Multi-Factor Authentication

If your IAM entity enforces MFA you can use --mfa and Prowler will ask you to input the following values to get a new session:

  • ARN of your MFA device
  • TOTP (Time-Based One-Time Password)

Azure

Prowler for Azure supports the following authentication types:

Service Principal authentication

To allow Prowler assume the service principal identity to start the scan it is needed to configure the following environment variables:

export AZURE_CLIENT_ID="XXXXXXXXX"
export AZURE_TENANT_ID="XXXXXXXXX"
export AZURE_CLIENT_SECRET="XXXXXXX"

If you try to execute Prowler with the --sp-env-auth flag and those variables are empty or not exported, the execution is going to fail.
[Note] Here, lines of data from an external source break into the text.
//! # Terminal Database
//!
//! Opens the terminal's SQLite file and hands out repositories over one
//! shared pool.
//!
//! ```text
//!   DbConfig ──► Database::new ──► SqlitePool (WAL) ──► migrations
//!                                       │
//!          ┌──────────────┬─────────────┼──────────────┬──────────────┐
//!          ▼              ▼             ▼              ▼              ▼
//!     live_config()    events()      wagers()      counters()      ledger()
//! ```
//!
//! Feeds re-query partitions while the desk writes placements, so the pool
//! runs in WAL mode and writers queue on `busy_timeout` instead of failing
//! with SQLITE_BUSY.

use sqlx::sqlite::{SqliteConnectOptions, SqliteJournalMode, SqlitePoolOptions, SqliteSynchronous};
use sqlx::SqlitePool;
use std::path::PathBuf;
use std::str::FromStr;
use std::time::Duration;
use tracing::{debug, info};

use crate::error::{DbError, DbResult};
use crate::migrations;
use crate::repository::config::LiveConfigRepository;
use crate::repository::counter::CounterRepository;
use crate::repository::event::EventRepository;
use crate::repository::ledger::LedgerRepository;
use crate::repository::wager::WagerRepository;

const IN_MEMORY: &str = ":memory:";

// =============================================================================
// Configuration
// =============================================================================

#[derive(Debug, Clone)]
pub struct DbConfig {
    pub database_path: PathBuf,
    pub max_connections: u32,
    /// How long a writer waits on a locked database (counter increments,
    /// claims) before giving up.
    pub busy_timeout: Duration,
    pub acquire_timeout: Duration,
    /// `None` keeps idle connections open forever; an in-memory database
    /// lives only as long as its connection.
    pub idle_timeout: Option<Duration>,
    pub run_migrations: bool,
}

impl DbConfig {
    pub fn new(path: impl Into<PathBuf>) -> Self {
        DbConfig {
            database_path: path.into(),
            max_connections: 5,
            busy_timeout: Duration::from_secs(5),
            acquire_timeout: Duration::from_secs(30),
            idle_timeout: Some(Duration::from_secs(600)),
            run_migrations: true,
        }
    }

    /// A private in-memory database on a single connection. Used by tests.
    pub fn in_memory() -> Self {
        DbConfig {
            max_connections: 1,
            acquire_timeout: Duration::from_secs(5),
            idle_timeout: None,
            ..DbConfig::new(IN_MEMORY)
        }
    }

    pub fn run_migrations(mut self, run: bool) -> Self {
        self.run_migrations = run;
        self
    }

    fn is_in_memory(&self) -> bool {
        self.database_path.as_os_str() == IN_MEMORY
    }

    fn connect_options(&self) -> DbResult<SqliteConnectOptions> {
        let url = if self.is_in_memory() {
            "sqlite::memory:".to_string()
        } else {
            format!("sqlite://{}?mode=rwc", self.database_path.display())
        };
        let options = SqliteConnectOptions::from_str(&url)
            .map_err(|e| DbError::ConnectionFailed(e.to_string()))?
            .journal_mode(SqliteJournalMode::Wal)
            .synchronous(SqliteSynchronous::Normal)
            .foreign_keys(true)
            .busy_timeout(self.busy_timeout)
            .create_if_missing(true);
        Ok(options)
    }
}

// =============================================================================
// Database
// =============================================================================

/// Handle to the terminal database. Cheap to clone; clones share the pool.
#[derive(Debug, Clone)]
pub struct Database {
    pool: SqlitePool,
}

impl Database {
    /// Opens (creating if missing) the database and runs migrations.
    pub async fn new(config: DbConfig) -> DbResult<Self> {
        info!(path = %config.database_path.display(), "Opening terminal database");

        let pool = SqlitePoolOptions::new()
            .max_connections(config.max_connections)
            .min_connections(1)
            .acquire_timeout(config.acquire_timeout)
            .idle_timeout(config.idle_timeout)
            .max_lifetime(if config.is_in_memory() { None } else { Some(Duration::from_secs(1800)) })
            .connect_with(config.connect_options()?)
            .await
            .map_err(|e| DbError::ConnectionFailed(e.to_string()))?;
        debug!(max_connections = config.max_connections, "Pool ready");

        let db = Database { pool };
        if config.run_migrations {
            db.run_migrations().await?;
        }
        Ok(db)
    }

    pub async fn run_migrations(&self) -> DbResult<()> {
        migrations::run_migrations(&self.pool).await
    }

    pub fn pool(&self) -> &SqlitePool {
        &self.pool
    }

    pub fn live_config(&self) -> LiveConfigRepository {
        LiveConfigRepository::new(self.pool.clone())
    }

    pub fn events(&self) -> EventRepository {
        EventRepository::new(self.pool.clone())
    }

    pub fn wagers(&self) -> WagerRepository {
        WagerRepository::new(self.pool.clone())
    }

    pub fn counters(&self) -> CounterRepository {
        CounterRepository::new(self.pool.clone())
    }

    pub fn ledger(&self) -> LedgerRepository {
        LedgerRepository::new(self.pool.clone())
    }

    /// Closes the pool. Every repository call fails afterwards.
    pub async fn close(&self) {
        self.pool.close().await;
        info!("Terminal database closed");
    }

    pub async fn health_check(&self) -> bool {
        sqlx::query("SELECT 1").execute(&self.pool).await.is_ok()
    }
}

// =============================================================================
// Unit Tests
// =============================================================================

#[cfg(test)]
mod tests {
    use super::*;

    #[tokio::test]
    async fn test_in_memory_database() {
        let db = Database::new(DbConfig::in_memory()).await.unwrap();
        assert!(db.health_check().await);

        let (total, applied) = migrations::migration_status(db.pool()).await.unwrap();
        assert_eq!(total, applied);
    }

    #[tokio::test]
    async fn test_closed_database_fails_health_check() {
        let db = Database::new(DbConfig::in_memory()).await.unwrap();
        db.close().await;
        assert!(!db.health_check().await);
    }

    #[test]
    fn test_in_memory_config_keeps_one_connection_alive() {
        let config = DbConfig::in_memory();
        assert!(config.is_in_memory());
        assert_eq!(config.max_connections, 1);
        assert_eq!(config.idle_timeout, None);
        assert_eq!(config.busy_timeout, Duration::from_secs(5));
        assert!(!DbConfig::new("/tmp/ringside.db").run_migrations(false).run_migrations);
    }
}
Follow the instructions in the Create Prowler Service Principal section to create a service principal.

AZ CLI / Browser / Managed Identity authentication

The other three cases does not need additional configuration, --az-cli-auth and --managed-identity-auth are automated options. To use --browser-auth the user needs to authenticate against Azure using the default browser to start the scan, also tenant-id is required.

Permissions

To use each one you need to pass the proper flag to the execution. Prowler for Azure handles two types of permission scopes, which are:

  • Microsoft Entra ID permissions: Used to retrieve metadata from the identity assumed by Prowler and specific Entra checks (not mandatory to have access to execute the tool). The permissions required by the tool are the following:
    • Directory.Read.All
    • Policy.Read.All
    • UserAuthenticationMethod.Read.All
  • Subscription scope permissions: Required to launch the checks against your resources, mandatory to launch the tool. It is required to add the following RBAC builtin roles per subscription to the entity that is going to be assumed by the tool:

To assign the permissions, follow the instructions in the Microsoft Entra ID permissions section and the Azure subscriptions permissions section, respectively.
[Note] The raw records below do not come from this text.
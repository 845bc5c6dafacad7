//! # Database Error Types
//!
//! ```text
//! ┌─────────────────────────────────────────────────────────────────────────┐
//! │  sqlx::Error ──► DbError (categorized) ──► SyncError                   │
//! │                                              │                          │
//! │                         is_transient() ──────┴─► feed backs off/retries │
//! │                         otherwise ─────────────► surfaced to the teller │
//! └─────────────────────────────────────────────────────────────────────────┘
//! ```

use thiserror::Error;

#[derive(Debug, Error)]
pub enum DbError {
    /// No row matched. Conditional writes also report this when the row
    /// exists but no longer satisfies the condition (event closed,
    /// wager already claimed).
    #[error("{entity} not found: {id}")]
    NotFound { entity: String, id: String },

    /// Two terminals wrote the same key; only fallback wager ids can do this.
    #[error("Duplicate {field}: '{value}' already exists")]
    UniqueViolation { field: String, value: String },

    #[error("Constraint violation: {0}")]
    ConstraintViolation(String),

    /// Another writer held the lock past `busy_timeout`.
    #[error("Database busy: {0}")]
    Busy(String),

    #[error("Connection failed: {0}")]
    ConnectionFailed(String),

    #[error("Migration failed: {0}")]
    MigrationFailed(String),

    #[error("Query failed: {0}")]
    QueryFailed(String),

    #[error("Transaction failed: {0}")]
    TransactionFailed(String),

    #[error("Connection pool exhausted")]
    PoolExhausted,

    /// A stored row could not be mapped back to a record.
    #[error("Corrupt {entity} row: {reason}")]
    Corrupt { entity: String, reason: String },

    #[error("Database error: {0}")]
    Internal(String),
}

impl DbError {
    pub fn not_found(entity: impl Into<String>, id: impl Into<String>) -> Self {
        DbError::NotFound {
            entity: entity.into(),
            id: id.into(),
        }
    }

    pub fn corrupt(entity: impl Into<String>, reason: impl Into<String>) -> Self {
        DbError::Corrupt {
            entity: entity.into(),
            reason: reason.into(),
        }
    }

    /// Whether the same call can succeed later without anyone intervening.
    pub fn is_transient(&self) -> bool {
        matches!(
            self,
            DbError::Busy(_)
                | DbError::ConnectionFailed(_)
                | DbError::PoolExhausted
                | DbError::TransactionFailed(_)
                | DbError::QueryFailed(_)
        )
    }
}

/// ```text
/// RowNotFound                         → NotFound
/// "UNIQUE constraint failed: t.col"   → UniqueViolation { field: "t.col" }
/// "... constraint failed ..."         → ConstraintViolation
/// "database is locked"                → Busy
/// PoolTimedOut / PoolClosed           → PoolExhausted / ConnectionFailed
/// ColumnDecode                        → Corrupt
/// ```
impl From<sqlx::Error> for DbError {
    fn from(err: sqlx::Error) -> Self {
        match err {
            sqlx::Error::RowNotFound => DbError::not_found("Record", "unknown"),
            sqlx::Error::Database(db_err) => {
                let msg = db_err.message();
                if let Some(field) = msg.strip_prefix("UNIQUE constraint failed: ") {
                    DbError::UniqueViolation {
                        field: field.to_string(),
                        value: "unknown".to_string(),
                    }
                } else if msg.contains("constraint failed") {
                    DbError::ConstraintViolation(msg.to_string())
                } else if msg.contains("database is locked") {
                    DbError::Busy(msg.to_string())
                } else {
                    DbError::QueryFailed(msg.to_string())
                }
            }
            sqlx::Error::PoolTimedOut => DbError::PoolExhausted,
            sqlx::Error::PoolClosed => DbError::ConnectionFailed("pool is closed".to_string()),
            sqlx::Error::ColumnDecode { index, source } => DbError::corrupt("column", format!("{index}: {source}")),
            other => DbError::Internal(other.to_string()),
        }
    }
}

impl From<sqlx::migrate::MigrateError> for DbError {
    fn from(err: sqlx::migrate::MigrateError) -> Self {
        DbError::MigrationFailed(err.to_string())
    }
}

pub type DbResult<T> = Result<T, DbError>;

#[cfg(test)]
mod tests {
    use super::*;

    #[test]
    fn test_closed_pool_is_transient() {
        let err = DbError::from(sqlx::Error::PoolClosed);
        assert!(matches!(err, DbError::ConnectionFailed(_)));
        assert!(err.is_transient());
    }

    #[test]
    fn test_missing_and_corrupt_rows_are_not_transient() {
        assert!(!DbError::from(sqlx::Error::RowNotFound).is_transient());
        assert!(!DbError::corrupt("Wager", "side 'RED'").is_transient());
        assert!(DbError::Busy("database is locked".into()).is_transient());
    }
}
Checks that require ProwlerRole

The following checks require the ProwlerRole custom role to be executed, if you want to run them, make sure you have assigned the role to the identity that is going to be assumed by Prowler:

  • app_function_access_keys_configured
  • app_function_ftps_deployment_disabled

Google Cloud

Authentication

Prowler will follow the same credentials search as Google authentication libraries:

  1. GOOGLE_APPLICATION_CREDENTIALS environment variable
  2. User credentials set up by using the Google Cloud CLI
  3. The attached service account, returned by the metadata server

Those credentials must be associated to a user or service account with proper permissions to do all checks. To make sure, add the Viewer role to the member associated with the credentials.

Note

By default, prowler will scan all accessible GCP Projects, use flag --project-ids to specify the projects to be scanned.